Easing of windfall tax, a breather for oil firms

Santosh Kumar Dash |Sidharth R | Updated on: Jul 28, 2022
Major oil firms in India gained from the fall in supply in the global market

Major oil firms in India gained from the fall in supply in the global market | Photo Credit: TODD KOROL

The tax will offset revenue forgone via excise duty cuts on fuel

When the Russia-Ukraine tensions started, little did anyone think about the fortune it would bring about for oil companies in India. As the tensions led to a full-scale war, countries worldwide imposed sanctions on Russia, including restrictions on oil imports from the country. Two major oil firms in India gained from this fall in supply in the global market. ONGC, the largest crude oil producer in India, saw prices for its exports skyrocket, and refinery firms got cheap crude from Russia — both making windfall gains, in the process.

On July 1, the government imposed a windfall gain tax (WGT) on both domestic producers and exporting refineries. On domestic producers, a special additional excise duty of ₹23,250 was imposed on each tonne of crude oil sold. A similar excise duty of ₹6 per litre on petrol and aviation fuel and ₹13 per litre on diesel was imposed on the export of refined products. The government’s move was to tap into the super-normal profits of oil companies, especially given the loss of revenue from the recent tax cuts on petrol and diesel.

But the recent developments in the market do not favour the windfall gain tax. Fuel prices have steadily declined after the imposition of taxes by about $15 per barrel. Therefore, the windfall gains of firms do not exist to the earlier extent, and the oil companies were looking forward to a favourable review of the tax by the government.

Hence, the government decided to lower the WGT on diesel and aviation fuel by ₹2 a litre and scrapped the petrol export taxes of ₹6/litre. Further, it also slashed the tax on domestically produced crude to ₹17,000 a tonne by about 27 per cent. Though this may not relieve consumers’ pain, it is a much-needed breather for the oil firms.

Tax lowered

The imposition of the WGT saw an immediate drop in the values of shares of oil companies like Reliance, ONGC, and Oil India. The fall reflects the expectation that oil-producing firms like ONGC and Oil India would be more affected.

Reliance exports 58 per cent of its refined products and the blended impact of the tax on GRM (gross refining margin) was expected to be moderate, according to a report by Jefferies India.

A government order to sell at least 50 per cent of the production in the domestic market and the higher export taxation of diesel would negatively impact public sector MRPL, which had recently cut its debt by ₹7,000 crore thanks to the spike in the price of petroleum products. MRPL, a major producer of diesel and ATF, exports 50 per cent of its diesel and 75 per cent of ATF.
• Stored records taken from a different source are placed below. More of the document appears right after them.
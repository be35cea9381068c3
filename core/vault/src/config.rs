//! Client configuration.
//!
//! Stored as JSON next to the user's other settings. Secrets never appear
//! here; the provider section only says where the encrypted blob lives.

use serde::{Deserialize, Serialize};
use std::path::{Path, PathBuf};
use std::time::Duration;

use pearanoid_common::{Error, Result};
use pearanoid_crypto::KdfParams;

/// Default idle period before the session locks itself (10 minutes).
pub const DEFAULT_IDLE_TIMEOUT_SECS: u64 = 600;

/// Default period between idle checks.
pub const DEFAULT_CHECK_INTERVAL_SECS: u64 = 60;

/// Session lifecycle settings.
#[derive(Debug, Clone, PartialEq, Eq, Serialize, Deserialize)]
pub struct SessionConfig {
    #[serde(default = "default_idle_timeout")]
    pub idle_timeout_secs: u64,
    #[serde(default = "default_check_interval")]
    pub check_interval_secs: u64,
    #[serde(default)]
    pub kdf: KdfParams,
}

fn default_idle_timeout() -> u64 {
    DEFAULT_IDLE_TIMEOUT_SECS
}

fn default_check_interval() -> u64 {
    DEFAULT_CHECK_INTERVAL_SECS
}

impl SessionConfig {
    pub fn idle_timeout(&self) -> Duration {
        Duration::from_secs(self.idle_timeout_secs)
    }

    pub fn check_interval(&self) -> Duration {
        Duration::from_secs(self.check_interval_secs)
    }

    /// # Errors
    /// - `InvalidInput` if the check interval is zero or longer than the
    ///   idle timeout
    /// - `Crypto` if the KDF parameters are below the floor
    pub fn validate(&self) -> Result<()> {
        if self.check_interval_secs == 0 {
            return Err(Error::InvalidInput(
                "check_interval_secs must be greater than zero".to_string(),
            ));
        }
        if self.check_interval_secs > self.idle_timeout_secs {
            return Err(Error::InvalidInput(format!(
                "check_interval_secs ({}) must not exceed idle_timeout_secs ({})",
                self.check_interval_secs, self.idle_timeout_secs
            )));
        }
        self.kdf.validate()
    }
}

impl Default for SessionConfig {
    fn default() -> Self {
        Self {
            idle_timeout_secs: DEFAULT_IDLE_TIMEOUT_SECS,
            check_interval_secs: DEFAULT_CHECK_INTERVAL_SECS,
            kdf: KdfParams::default(),
        }
    }
}

/// Where the vault lives and how the session behaves.
#[derive(Debug, Clone, PartialEq, Serialize, Deserialize)]
pub struct ClientConfig {
    /// Storage provider type ("memory", "local", "http").
    pub provider_type: String,
    /// Provider-specific configuration.
    #[serde(default)]
    pub provider_config: serde_json::Value,
    #[serde(default)]
    pub session: SessionConfig,
}

impl ClientConfig {
    pub fn new(provider_type: impl Into<String>, provider_config: serde_json::Value) -> Self {
        Self {
            provider_type: provider_type.into(),
            provider_config,
            session: SessionConfig::default(),
        }
    }

    /// A local-file vault rooted at `root`.
    pub fn local(root: impl Into<PathBuf>) -> Self {
        let root: PathBuf = root.into();
        Self::new(
            "local",
            serde_json::json!({ "root": root.to_string_lossy() }),
        )
    }

    pub fn validate(&self) -> Result<()> {
        if self.provider_type.trim().is_empty() {
            return Err(Error::InvalidInput(
                "provider_type cannot be empty".to_string(),
            ));
        }
        self.session.validate()
    }

    /// Serialize configuration to JSON.
    pub fn to_json(&self) -> Result<String> {
        serde_json::to_string_pretty(self).map_err(|e| Error::Serialization(e.to_string()))
    }

    /// Deserialize configuration from JSON and validate it.
    pub fn from_json(json: &str) -> Result<Self> {
        let config: Self =
            serde_json::from_str(json).map_err(|e| Error::Serialization(e.to_string()))?;
        config.validate()?;
        Ok(config)
    }

    /// Read and validate a configuration file.
    pub fn load(path: &Path) -> Result<Self> {
        let json = std::fs::read_to_string(path)?;
        Self::from_json(&json)
    }

    /// Write the configuration, creating parent directories.
    pub fn save(&self, path: &Path) -> Result<()> {
        if let Some(parent) = path.parent() {
            std::fs::create_dir_all(parent)?;
        }
        std::fs::write(path, self.to_json()?)?;
        Ok(())
    }
}
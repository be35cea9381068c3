//! Storage provider trait definition.

use async_trait::async_trait;

use pearanoid_common::Result;

/// Storage backend holding a single encrypted vault blob.
///
/// Implementations must handle their own authentication and never inspect
/// or re-frame the bytes they are given.
#[async_trait]
pub trait StorageProvider: Send + Sync {
    /// Get the provider name (e.g., "memory", "local", "http").
    fn name(&self) -> &str;

    /// Fetch the stored blob.
    ///
    /// # Errors
    /// - `NotFound` if no vault has been saved yet
    /// - `Transport` for network, remote-store or I/O failures
    async fn fetch_encrypted_vault(&self) -> Result<Vec<u8>>;

    /// Replace the stored blob with `data`.
    ///
    /// # Postconditions
    /// - A subsequent fetch returns exactly `data`
    ///
    /// # Errors
    /// - `Transport` for network, remote-store or I/O failures
    async fn save_encrypted_vault(&self, data: Vec<u8>) -> Result<()>;
}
Analysts also point out that the higher earnings of oil companies due to higher crude price and GRM will normalise with the new tax. Stock market experts opine that the oil companies’ stock prices that hit a low are slowly stabilising to a new reality. Global credit rating agency Moody’s points out that the tax will not materially weaken the oil companies as they will still enjoy a reasonable margin.

Italy was one of the first nations to impose a WGT on oil companies in early May to help consumers and firms cope with the high energy prices. A 25 per cent tax on oil firms is expected to bring in almost $11 billion to the Italian government. The UK announced a similar windfall tax of 25 per cent on its oil companies at the end of May.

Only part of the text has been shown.